Your instructions
Using the records below, quote only the span that opens with the line containing "use serde_json::Value;" and closes with the line containing "Tagged JSON without", exactly and inclusively.

Provided material
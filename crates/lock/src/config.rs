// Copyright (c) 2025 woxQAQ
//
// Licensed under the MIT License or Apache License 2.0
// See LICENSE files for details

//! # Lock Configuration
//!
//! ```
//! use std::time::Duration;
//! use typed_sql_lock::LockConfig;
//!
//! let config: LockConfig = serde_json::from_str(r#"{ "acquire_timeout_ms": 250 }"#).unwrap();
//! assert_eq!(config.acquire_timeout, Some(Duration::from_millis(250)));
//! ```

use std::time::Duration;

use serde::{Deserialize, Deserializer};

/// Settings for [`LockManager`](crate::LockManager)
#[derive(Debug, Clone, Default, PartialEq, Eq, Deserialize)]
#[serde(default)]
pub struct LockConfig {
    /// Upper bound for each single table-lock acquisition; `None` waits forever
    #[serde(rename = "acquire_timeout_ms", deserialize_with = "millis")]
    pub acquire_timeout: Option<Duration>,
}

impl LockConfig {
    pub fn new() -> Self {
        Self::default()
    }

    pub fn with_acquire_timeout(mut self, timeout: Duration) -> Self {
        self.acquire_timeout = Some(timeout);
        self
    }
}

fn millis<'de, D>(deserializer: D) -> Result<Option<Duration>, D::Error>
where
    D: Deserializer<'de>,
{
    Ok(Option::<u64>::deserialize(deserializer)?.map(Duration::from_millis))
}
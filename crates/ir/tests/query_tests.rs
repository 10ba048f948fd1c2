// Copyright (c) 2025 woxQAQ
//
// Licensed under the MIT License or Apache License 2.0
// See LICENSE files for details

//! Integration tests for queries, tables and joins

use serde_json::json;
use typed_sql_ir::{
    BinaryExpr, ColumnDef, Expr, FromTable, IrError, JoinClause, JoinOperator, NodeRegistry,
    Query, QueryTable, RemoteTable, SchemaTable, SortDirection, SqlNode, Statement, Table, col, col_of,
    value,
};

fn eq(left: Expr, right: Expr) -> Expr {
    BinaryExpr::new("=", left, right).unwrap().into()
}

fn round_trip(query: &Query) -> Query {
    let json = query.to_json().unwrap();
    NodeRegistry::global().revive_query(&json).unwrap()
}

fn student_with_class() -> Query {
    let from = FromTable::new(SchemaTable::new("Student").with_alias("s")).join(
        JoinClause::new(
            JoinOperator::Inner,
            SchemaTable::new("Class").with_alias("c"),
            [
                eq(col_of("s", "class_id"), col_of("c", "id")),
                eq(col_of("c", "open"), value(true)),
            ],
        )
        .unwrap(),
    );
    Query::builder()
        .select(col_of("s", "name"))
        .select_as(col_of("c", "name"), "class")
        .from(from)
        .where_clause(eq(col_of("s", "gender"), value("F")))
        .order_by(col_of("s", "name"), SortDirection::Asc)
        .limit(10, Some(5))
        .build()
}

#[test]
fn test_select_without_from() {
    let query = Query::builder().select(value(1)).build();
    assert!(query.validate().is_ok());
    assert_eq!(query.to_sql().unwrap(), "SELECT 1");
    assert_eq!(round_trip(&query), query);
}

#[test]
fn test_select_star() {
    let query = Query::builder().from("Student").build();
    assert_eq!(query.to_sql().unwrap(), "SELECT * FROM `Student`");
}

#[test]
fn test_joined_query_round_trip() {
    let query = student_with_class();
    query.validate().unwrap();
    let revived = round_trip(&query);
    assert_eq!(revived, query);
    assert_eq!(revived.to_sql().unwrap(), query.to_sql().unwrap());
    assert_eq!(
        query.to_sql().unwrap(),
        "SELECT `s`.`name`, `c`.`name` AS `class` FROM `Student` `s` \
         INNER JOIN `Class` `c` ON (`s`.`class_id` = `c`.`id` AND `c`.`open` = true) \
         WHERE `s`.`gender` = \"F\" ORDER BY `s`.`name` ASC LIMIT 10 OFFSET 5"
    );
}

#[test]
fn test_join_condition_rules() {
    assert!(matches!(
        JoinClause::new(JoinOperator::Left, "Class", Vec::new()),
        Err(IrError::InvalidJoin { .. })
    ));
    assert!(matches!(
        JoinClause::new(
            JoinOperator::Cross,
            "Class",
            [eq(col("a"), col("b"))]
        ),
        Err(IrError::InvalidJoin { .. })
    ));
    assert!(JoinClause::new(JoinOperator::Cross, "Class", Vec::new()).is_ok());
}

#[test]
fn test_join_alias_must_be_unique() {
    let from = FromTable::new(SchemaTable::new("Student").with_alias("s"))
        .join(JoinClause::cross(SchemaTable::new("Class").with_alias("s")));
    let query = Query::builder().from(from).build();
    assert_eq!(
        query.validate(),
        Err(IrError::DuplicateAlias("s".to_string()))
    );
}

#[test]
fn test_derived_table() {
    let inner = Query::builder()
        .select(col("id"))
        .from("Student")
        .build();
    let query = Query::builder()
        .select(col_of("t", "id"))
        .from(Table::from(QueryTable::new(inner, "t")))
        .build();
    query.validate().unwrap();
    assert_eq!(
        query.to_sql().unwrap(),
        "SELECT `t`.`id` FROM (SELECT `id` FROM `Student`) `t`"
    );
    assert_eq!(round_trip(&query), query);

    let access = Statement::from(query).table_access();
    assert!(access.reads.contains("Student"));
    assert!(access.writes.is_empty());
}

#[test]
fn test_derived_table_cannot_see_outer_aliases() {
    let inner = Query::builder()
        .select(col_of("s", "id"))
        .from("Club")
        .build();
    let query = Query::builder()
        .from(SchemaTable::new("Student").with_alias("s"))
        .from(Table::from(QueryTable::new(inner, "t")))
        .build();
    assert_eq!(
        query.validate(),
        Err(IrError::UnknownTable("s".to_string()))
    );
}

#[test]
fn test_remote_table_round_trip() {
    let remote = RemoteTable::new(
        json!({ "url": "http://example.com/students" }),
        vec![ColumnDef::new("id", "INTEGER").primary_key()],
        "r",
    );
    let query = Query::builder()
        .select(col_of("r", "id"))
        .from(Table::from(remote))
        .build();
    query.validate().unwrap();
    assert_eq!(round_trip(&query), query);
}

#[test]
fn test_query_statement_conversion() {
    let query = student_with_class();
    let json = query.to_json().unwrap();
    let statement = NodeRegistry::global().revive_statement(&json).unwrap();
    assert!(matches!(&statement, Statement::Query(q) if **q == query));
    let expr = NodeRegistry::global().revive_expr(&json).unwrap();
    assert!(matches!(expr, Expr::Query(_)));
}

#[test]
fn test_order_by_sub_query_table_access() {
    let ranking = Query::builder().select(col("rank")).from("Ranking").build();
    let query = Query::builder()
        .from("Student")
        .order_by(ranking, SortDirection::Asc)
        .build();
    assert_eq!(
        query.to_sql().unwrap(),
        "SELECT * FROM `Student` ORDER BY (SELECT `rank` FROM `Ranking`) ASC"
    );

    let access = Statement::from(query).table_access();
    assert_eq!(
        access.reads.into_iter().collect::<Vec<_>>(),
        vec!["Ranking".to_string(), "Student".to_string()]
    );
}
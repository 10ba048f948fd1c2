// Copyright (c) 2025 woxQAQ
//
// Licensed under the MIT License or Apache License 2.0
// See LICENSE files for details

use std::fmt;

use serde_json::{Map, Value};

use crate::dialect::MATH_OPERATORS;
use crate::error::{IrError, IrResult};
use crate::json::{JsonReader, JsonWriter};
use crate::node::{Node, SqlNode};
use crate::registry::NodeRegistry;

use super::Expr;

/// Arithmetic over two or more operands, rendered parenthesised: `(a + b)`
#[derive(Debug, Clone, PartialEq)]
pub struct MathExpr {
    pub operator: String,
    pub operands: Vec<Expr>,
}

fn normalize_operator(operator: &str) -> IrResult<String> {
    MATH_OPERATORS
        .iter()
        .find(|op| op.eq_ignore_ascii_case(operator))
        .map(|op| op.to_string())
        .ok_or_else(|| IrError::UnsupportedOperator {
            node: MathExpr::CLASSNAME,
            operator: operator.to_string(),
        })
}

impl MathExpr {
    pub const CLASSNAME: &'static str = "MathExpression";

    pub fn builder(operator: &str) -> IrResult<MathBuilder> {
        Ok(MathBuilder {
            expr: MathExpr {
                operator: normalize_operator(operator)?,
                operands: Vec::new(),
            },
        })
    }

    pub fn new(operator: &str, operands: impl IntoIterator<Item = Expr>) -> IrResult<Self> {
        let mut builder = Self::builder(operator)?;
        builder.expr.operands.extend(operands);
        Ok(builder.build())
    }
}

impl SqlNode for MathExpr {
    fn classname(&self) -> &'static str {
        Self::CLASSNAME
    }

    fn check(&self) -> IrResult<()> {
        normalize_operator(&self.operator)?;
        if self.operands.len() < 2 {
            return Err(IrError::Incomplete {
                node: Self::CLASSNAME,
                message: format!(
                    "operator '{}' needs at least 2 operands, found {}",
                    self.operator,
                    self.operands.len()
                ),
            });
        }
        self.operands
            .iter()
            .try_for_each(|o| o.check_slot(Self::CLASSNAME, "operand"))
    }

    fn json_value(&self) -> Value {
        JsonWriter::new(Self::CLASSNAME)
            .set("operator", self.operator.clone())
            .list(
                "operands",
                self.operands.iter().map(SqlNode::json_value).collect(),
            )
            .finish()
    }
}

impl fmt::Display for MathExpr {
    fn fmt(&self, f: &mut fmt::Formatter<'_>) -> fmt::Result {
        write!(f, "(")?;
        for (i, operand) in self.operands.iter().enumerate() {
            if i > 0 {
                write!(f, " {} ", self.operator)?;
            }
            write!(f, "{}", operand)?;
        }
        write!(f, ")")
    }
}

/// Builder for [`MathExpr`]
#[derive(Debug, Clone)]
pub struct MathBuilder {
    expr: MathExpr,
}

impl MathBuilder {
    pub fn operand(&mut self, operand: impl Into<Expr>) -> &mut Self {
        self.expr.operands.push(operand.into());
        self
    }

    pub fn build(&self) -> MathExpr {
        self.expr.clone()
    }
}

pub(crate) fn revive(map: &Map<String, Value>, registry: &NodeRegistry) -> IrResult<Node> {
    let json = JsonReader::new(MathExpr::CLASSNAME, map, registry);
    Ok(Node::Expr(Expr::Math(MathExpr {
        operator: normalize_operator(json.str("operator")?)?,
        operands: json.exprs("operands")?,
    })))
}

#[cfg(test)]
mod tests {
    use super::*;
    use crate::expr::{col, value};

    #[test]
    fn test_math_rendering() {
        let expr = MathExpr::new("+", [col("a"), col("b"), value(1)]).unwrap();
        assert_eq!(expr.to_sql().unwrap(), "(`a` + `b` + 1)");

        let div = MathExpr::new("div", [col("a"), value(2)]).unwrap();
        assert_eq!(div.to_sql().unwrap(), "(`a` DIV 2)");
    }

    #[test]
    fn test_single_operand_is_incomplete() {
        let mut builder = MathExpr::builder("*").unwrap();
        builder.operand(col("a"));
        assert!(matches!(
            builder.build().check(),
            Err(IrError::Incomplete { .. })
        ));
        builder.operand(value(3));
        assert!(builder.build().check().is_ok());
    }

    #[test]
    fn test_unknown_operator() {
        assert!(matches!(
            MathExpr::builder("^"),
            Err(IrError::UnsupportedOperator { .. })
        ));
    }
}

==

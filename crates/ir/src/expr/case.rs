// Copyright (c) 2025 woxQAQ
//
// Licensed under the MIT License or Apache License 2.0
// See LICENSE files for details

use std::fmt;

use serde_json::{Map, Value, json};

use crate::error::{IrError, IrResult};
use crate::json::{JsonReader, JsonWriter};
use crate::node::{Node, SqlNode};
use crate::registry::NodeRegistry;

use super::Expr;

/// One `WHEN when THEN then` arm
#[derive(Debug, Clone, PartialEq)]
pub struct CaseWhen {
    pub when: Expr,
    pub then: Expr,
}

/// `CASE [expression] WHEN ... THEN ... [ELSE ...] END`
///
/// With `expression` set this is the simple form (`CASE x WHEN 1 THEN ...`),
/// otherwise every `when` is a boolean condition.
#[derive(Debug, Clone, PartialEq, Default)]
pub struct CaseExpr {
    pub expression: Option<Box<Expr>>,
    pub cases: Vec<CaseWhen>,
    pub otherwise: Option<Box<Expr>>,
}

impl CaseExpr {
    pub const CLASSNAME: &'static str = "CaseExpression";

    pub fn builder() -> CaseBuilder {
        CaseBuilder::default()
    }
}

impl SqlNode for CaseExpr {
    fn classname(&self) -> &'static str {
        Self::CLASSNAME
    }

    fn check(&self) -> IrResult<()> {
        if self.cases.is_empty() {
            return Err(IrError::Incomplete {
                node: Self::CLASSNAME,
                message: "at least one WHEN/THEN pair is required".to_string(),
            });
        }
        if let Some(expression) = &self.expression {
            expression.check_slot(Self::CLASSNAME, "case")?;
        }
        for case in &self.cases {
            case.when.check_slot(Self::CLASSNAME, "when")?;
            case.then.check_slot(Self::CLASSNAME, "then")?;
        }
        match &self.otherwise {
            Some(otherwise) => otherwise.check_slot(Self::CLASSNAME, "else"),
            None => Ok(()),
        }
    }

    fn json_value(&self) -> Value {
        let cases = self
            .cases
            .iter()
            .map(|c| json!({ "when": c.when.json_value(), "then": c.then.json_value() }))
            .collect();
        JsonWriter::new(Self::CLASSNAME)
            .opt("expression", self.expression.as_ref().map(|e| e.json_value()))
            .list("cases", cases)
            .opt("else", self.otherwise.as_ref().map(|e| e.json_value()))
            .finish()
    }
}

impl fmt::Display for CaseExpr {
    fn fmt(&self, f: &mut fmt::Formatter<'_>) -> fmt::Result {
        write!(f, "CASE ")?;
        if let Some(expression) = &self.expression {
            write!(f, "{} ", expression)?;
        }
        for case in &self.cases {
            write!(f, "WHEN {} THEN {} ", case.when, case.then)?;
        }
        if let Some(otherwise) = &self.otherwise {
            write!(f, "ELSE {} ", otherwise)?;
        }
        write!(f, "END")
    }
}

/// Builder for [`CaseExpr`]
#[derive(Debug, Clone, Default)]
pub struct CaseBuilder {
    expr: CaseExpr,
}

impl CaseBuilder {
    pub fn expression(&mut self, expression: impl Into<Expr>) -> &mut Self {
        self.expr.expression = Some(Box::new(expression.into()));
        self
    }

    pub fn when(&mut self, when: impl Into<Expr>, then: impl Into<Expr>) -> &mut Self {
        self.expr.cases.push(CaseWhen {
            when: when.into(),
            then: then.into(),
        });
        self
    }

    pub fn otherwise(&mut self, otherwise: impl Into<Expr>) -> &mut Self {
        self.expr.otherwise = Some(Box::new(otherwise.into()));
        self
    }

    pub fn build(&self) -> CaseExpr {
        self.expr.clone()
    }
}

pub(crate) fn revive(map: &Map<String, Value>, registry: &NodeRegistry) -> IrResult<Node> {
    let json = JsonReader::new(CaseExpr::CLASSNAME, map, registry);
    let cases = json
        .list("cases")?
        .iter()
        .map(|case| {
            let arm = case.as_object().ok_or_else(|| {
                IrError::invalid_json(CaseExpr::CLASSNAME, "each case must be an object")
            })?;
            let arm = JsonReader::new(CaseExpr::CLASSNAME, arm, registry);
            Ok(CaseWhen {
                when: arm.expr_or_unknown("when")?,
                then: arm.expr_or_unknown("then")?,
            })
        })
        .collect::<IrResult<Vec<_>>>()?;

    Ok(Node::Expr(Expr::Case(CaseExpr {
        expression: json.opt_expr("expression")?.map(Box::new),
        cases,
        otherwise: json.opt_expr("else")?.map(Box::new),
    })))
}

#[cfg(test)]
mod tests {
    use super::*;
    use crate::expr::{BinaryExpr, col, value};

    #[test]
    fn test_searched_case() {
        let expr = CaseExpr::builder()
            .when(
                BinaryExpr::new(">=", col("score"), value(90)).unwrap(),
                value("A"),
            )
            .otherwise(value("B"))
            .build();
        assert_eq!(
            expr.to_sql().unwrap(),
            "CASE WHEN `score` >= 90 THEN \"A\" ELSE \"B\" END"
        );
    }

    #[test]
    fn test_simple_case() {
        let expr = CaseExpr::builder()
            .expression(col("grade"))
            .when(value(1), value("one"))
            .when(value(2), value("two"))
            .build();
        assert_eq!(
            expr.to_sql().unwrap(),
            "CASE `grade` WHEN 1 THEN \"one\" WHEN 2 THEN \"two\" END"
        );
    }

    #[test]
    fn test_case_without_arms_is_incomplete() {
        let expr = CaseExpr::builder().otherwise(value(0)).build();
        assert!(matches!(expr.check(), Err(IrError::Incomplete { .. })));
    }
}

---

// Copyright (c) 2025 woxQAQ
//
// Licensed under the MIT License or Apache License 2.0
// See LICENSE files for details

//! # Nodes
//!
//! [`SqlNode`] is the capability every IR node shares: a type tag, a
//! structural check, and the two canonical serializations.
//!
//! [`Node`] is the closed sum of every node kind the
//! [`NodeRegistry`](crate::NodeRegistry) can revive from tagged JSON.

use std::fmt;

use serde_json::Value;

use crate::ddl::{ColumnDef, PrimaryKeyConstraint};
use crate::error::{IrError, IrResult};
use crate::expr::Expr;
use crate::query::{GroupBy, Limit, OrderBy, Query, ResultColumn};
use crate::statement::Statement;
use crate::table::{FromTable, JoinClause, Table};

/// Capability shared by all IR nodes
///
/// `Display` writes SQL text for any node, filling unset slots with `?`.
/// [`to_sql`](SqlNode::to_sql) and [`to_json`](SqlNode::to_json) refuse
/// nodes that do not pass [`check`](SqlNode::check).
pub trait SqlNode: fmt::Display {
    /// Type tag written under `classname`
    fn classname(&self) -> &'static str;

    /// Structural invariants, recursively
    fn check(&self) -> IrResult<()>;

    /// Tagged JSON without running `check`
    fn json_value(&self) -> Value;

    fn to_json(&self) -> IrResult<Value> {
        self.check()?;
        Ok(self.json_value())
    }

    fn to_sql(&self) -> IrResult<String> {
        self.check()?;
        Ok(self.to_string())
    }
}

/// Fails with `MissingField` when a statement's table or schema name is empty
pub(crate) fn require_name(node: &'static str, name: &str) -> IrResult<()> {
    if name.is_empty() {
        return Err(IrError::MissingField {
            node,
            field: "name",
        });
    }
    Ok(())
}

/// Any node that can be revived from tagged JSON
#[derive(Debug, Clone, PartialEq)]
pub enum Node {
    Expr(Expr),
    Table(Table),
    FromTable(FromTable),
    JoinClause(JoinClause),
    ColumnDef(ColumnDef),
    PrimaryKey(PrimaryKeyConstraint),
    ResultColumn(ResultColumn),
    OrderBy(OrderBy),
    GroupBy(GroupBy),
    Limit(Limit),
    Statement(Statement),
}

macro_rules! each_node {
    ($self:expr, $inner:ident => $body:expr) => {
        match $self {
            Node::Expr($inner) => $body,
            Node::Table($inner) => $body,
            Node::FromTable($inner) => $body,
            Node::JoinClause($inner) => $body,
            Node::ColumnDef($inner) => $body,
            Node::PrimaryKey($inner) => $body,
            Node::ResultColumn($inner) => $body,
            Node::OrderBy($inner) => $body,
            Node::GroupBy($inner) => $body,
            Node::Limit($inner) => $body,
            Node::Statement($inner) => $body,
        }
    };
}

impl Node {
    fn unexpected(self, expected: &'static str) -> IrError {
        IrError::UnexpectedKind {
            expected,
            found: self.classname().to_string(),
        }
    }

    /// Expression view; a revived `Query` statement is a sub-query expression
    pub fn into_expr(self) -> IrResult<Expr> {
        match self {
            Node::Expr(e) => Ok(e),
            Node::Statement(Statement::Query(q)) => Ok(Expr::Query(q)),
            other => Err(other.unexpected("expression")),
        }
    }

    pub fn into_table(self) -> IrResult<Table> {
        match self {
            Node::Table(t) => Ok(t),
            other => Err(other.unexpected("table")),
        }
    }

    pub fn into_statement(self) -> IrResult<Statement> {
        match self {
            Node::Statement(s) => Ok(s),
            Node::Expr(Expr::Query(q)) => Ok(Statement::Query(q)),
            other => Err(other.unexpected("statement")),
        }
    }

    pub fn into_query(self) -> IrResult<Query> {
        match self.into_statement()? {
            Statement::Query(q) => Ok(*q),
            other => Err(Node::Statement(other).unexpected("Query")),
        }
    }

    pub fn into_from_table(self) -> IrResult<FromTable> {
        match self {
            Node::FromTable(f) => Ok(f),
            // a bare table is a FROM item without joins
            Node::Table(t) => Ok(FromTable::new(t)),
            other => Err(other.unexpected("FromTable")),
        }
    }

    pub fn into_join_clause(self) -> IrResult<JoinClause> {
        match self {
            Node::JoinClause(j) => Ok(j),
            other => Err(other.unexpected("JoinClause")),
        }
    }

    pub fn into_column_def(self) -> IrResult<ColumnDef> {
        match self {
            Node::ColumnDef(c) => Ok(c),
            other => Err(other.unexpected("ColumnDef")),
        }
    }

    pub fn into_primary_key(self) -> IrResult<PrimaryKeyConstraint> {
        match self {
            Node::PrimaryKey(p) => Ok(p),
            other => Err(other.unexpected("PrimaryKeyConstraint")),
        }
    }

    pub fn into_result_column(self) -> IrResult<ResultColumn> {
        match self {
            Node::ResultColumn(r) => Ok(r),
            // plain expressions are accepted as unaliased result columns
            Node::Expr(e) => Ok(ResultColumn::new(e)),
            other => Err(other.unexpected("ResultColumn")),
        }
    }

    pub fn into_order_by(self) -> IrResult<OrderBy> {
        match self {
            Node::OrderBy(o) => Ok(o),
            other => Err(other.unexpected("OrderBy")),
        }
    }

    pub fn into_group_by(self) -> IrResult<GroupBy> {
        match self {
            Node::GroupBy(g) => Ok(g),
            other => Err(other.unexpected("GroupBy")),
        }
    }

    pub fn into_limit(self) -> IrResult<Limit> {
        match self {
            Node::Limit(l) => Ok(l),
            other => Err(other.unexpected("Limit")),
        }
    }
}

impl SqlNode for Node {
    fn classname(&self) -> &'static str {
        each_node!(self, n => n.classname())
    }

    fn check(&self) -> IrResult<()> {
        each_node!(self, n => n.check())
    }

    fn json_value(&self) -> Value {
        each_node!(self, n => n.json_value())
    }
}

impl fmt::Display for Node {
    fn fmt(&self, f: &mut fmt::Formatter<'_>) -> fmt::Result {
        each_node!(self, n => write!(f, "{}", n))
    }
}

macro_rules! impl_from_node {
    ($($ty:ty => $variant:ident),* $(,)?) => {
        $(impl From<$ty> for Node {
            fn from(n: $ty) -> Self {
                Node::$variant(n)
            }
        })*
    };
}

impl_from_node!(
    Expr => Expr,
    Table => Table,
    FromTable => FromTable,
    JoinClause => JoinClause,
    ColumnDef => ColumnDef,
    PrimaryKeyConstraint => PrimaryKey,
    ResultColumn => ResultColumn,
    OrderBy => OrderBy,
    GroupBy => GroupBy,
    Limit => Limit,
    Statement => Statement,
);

Answer for this exercise
use serde_json::Value;

use crate::ddl::{ColumnDef, PrimaryKeyConstraint};
use crate::error::{IrError, IrResult};
use crate::expr::Expr;
use crate::query::{GroupBy, Limit, OrderBy, Query, ResultColumn};
use crate::statement::Statement;
use crate::table::{FromTable, JoinClause, Table};

/// Capability shared by all IR nodes
///
/// `Display` writes SQL text for any node, filling unset slots with `?`.
/// [`to_sql`](SqlNode::to_sql) and [`to_json`](SqlNode::to_json) refuse
/// nodes that do not pass [`check`](SqlNode::check).
pub trait SqlNode: fmt::Display {
    /// Type tag written under `classname`
    fn classname(&self) -> &'static str;

    /// Structural invariants, recursively
    fn check(&self) -> IrResult<()>;

    /// Tagged JSON without running `check`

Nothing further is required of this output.